■ What the task asks:
Return only those lines of the listing in which "true" appears.

■ Material shown:
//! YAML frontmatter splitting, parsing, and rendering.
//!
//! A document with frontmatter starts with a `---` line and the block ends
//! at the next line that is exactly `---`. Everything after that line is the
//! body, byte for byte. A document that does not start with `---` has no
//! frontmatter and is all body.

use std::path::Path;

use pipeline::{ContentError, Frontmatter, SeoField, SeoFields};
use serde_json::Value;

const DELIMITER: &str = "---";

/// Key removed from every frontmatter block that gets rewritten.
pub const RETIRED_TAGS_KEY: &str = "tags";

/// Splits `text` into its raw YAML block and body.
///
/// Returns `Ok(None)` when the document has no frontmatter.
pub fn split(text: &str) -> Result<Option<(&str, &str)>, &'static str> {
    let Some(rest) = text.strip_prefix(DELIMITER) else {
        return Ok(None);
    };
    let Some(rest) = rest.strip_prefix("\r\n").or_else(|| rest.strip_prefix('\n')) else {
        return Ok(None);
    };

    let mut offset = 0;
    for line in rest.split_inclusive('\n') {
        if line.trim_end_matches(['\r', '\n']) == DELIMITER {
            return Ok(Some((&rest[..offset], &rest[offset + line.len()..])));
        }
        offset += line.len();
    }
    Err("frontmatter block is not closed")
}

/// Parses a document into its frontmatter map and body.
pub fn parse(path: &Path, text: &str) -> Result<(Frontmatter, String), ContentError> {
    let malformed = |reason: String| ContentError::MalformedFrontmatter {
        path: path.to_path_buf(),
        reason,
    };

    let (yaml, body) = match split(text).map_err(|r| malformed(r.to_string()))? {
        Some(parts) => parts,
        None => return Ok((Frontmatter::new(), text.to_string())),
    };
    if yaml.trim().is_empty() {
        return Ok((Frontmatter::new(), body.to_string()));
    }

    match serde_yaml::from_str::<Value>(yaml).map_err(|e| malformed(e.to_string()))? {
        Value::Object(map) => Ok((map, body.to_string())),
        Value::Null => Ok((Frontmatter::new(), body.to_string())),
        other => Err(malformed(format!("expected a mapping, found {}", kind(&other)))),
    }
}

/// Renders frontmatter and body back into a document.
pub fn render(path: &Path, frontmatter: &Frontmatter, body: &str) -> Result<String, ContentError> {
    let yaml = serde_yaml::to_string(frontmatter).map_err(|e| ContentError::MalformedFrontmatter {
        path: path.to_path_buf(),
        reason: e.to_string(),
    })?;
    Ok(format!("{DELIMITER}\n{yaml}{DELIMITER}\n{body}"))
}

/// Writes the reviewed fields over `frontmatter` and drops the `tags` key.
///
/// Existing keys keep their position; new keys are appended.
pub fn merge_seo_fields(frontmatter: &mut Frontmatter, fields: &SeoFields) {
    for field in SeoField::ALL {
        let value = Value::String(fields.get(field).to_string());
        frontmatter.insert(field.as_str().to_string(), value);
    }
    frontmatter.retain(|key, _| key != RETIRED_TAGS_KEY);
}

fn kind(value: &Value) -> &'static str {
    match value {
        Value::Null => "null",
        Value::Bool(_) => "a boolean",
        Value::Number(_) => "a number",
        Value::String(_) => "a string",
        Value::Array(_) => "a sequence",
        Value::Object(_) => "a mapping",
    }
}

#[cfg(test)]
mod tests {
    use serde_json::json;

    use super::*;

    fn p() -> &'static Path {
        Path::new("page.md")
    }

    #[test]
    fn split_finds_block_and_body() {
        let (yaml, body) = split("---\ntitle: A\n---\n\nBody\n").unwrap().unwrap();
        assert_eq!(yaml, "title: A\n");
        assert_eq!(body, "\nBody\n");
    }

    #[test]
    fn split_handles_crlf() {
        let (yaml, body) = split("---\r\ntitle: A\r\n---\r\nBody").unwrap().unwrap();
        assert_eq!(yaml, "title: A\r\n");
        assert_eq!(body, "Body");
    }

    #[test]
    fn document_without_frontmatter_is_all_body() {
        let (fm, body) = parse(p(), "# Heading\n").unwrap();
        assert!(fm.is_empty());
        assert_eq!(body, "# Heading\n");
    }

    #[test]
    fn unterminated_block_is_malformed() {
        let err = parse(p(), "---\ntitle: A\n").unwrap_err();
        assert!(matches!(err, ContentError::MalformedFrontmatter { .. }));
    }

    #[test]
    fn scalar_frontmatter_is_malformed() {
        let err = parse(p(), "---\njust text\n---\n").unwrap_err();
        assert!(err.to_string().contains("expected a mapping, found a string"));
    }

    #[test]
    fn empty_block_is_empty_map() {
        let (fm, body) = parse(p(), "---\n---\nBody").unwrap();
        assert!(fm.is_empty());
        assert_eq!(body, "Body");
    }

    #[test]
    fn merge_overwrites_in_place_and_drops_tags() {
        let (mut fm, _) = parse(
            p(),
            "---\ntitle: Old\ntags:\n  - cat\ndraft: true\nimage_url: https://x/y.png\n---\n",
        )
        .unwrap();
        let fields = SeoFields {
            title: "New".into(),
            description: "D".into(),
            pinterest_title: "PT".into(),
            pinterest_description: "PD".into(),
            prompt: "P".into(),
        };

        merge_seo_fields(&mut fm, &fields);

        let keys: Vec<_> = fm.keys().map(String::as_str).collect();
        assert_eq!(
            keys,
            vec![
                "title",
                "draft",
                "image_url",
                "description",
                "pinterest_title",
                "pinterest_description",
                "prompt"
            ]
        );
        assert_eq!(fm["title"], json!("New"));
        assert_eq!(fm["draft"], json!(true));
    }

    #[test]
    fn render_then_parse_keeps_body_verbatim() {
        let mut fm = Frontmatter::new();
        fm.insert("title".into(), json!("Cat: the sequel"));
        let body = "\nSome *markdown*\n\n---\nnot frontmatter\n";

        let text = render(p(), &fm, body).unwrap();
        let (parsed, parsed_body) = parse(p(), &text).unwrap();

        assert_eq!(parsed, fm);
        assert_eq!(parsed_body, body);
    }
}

■ Response:
            "---\ntitle: Old\ntags:\n  - cat\ndraft: true\nimage_url: https://x/y.png\n---\n",
        assert_eq!(fm["draft"], json!(true));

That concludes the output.